Hunt through the entries for the word "peer" and copy each line in which it appears.

(Entries taken from a collection)
***

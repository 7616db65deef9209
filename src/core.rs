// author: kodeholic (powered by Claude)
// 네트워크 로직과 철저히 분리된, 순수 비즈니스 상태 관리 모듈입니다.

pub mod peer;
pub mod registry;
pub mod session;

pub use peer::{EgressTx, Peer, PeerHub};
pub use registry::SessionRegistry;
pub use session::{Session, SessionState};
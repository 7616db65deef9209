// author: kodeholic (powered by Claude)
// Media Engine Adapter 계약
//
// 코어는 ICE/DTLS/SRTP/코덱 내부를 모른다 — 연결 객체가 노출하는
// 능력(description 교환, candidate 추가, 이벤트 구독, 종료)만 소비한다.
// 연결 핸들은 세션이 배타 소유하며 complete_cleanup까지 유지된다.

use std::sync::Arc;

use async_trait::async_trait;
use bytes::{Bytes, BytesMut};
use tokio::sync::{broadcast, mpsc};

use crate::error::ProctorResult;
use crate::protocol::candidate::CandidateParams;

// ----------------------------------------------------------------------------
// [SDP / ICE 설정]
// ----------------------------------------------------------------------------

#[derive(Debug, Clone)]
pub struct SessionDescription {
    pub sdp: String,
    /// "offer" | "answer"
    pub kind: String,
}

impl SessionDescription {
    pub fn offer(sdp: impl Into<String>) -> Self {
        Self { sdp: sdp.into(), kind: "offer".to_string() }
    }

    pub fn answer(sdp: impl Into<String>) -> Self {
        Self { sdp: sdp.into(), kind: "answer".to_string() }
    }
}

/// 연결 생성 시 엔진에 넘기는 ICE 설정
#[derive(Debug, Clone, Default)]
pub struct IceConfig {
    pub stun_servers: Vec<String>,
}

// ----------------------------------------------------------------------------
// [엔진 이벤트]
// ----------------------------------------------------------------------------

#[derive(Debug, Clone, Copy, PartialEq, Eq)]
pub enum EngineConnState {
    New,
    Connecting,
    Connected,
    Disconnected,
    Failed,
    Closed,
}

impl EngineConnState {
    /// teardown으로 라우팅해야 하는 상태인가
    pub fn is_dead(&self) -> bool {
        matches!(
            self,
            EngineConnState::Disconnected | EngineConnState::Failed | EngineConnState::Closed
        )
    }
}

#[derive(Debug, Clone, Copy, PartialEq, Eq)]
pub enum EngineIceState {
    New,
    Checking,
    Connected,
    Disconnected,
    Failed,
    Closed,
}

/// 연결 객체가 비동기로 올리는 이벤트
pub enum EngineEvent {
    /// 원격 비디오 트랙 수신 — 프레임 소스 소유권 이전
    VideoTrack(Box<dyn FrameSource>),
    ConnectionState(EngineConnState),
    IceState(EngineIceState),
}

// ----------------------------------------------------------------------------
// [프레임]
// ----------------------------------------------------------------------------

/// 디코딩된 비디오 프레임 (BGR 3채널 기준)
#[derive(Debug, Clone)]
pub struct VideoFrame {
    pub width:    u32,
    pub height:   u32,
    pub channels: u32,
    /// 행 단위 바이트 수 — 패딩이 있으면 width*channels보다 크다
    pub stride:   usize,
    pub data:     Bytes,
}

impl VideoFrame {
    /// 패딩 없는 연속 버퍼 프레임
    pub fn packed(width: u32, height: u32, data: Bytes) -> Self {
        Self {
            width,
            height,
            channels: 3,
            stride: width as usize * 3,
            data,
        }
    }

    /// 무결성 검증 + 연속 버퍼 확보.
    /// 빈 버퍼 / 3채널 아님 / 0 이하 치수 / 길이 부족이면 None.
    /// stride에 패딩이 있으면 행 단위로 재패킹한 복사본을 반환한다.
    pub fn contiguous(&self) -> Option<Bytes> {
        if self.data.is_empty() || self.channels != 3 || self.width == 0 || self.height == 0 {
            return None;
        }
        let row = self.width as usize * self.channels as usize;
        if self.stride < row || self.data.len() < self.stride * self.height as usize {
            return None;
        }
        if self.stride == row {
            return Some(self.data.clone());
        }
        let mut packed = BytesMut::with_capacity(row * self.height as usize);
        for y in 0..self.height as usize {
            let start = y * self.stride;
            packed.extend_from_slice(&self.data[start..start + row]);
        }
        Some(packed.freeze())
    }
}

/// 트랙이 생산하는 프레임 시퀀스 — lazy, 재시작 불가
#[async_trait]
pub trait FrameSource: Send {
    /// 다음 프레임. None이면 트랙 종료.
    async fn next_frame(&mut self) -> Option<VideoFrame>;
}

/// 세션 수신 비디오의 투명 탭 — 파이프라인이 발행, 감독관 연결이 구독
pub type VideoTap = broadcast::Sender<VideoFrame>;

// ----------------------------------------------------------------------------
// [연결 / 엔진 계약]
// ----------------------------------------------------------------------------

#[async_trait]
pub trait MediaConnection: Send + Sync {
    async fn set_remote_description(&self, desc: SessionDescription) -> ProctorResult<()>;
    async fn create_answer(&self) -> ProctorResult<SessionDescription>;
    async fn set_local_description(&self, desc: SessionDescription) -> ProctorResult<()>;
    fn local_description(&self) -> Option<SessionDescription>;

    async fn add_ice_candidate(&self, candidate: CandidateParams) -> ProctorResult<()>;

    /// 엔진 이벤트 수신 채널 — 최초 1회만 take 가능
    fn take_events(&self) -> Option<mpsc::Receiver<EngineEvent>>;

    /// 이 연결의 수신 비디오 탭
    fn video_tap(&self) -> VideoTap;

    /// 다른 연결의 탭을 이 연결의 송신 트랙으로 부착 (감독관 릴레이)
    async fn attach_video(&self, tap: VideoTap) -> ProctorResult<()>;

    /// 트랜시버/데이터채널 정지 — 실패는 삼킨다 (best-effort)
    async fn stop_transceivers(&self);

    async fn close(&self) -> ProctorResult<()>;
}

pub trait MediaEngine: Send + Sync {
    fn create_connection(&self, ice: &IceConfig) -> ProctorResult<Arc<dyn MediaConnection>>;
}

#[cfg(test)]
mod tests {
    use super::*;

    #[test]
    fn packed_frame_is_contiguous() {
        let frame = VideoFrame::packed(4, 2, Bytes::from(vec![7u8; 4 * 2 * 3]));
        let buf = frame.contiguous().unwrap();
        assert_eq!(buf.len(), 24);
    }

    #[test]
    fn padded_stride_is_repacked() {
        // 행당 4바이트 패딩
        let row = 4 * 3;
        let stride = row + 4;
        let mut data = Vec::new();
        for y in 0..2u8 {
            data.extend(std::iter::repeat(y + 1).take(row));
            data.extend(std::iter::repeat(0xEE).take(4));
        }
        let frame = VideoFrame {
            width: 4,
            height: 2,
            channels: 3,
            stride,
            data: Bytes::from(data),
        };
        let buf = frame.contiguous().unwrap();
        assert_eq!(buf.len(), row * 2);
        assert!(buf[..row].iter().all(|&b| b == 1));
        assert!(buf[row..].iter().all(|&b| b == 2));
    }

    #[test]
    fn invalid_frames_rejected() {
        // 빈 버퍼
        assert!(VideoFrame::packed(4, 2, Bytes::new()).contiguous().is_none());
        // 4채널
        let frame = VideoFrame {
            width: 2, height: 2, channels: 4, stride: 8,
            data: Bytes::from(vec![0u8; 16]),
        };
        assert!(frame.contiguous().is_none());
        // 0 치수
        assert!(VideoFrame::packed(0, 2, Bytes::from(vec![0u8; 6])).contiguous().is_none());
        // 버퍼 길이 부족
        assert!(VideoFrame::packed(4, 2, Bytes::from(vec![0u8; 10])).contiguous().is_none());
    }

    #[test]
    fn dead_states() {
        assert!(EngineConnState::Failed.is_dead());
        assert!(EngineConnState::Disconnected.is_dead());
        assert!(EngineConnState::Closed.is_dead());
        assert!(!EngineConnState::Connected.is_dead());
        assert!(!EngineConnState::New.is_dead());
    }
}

***

→ **Worked solution**:
pub mod peer;
pub use peer::{EgressTx, Peer, PeerHub};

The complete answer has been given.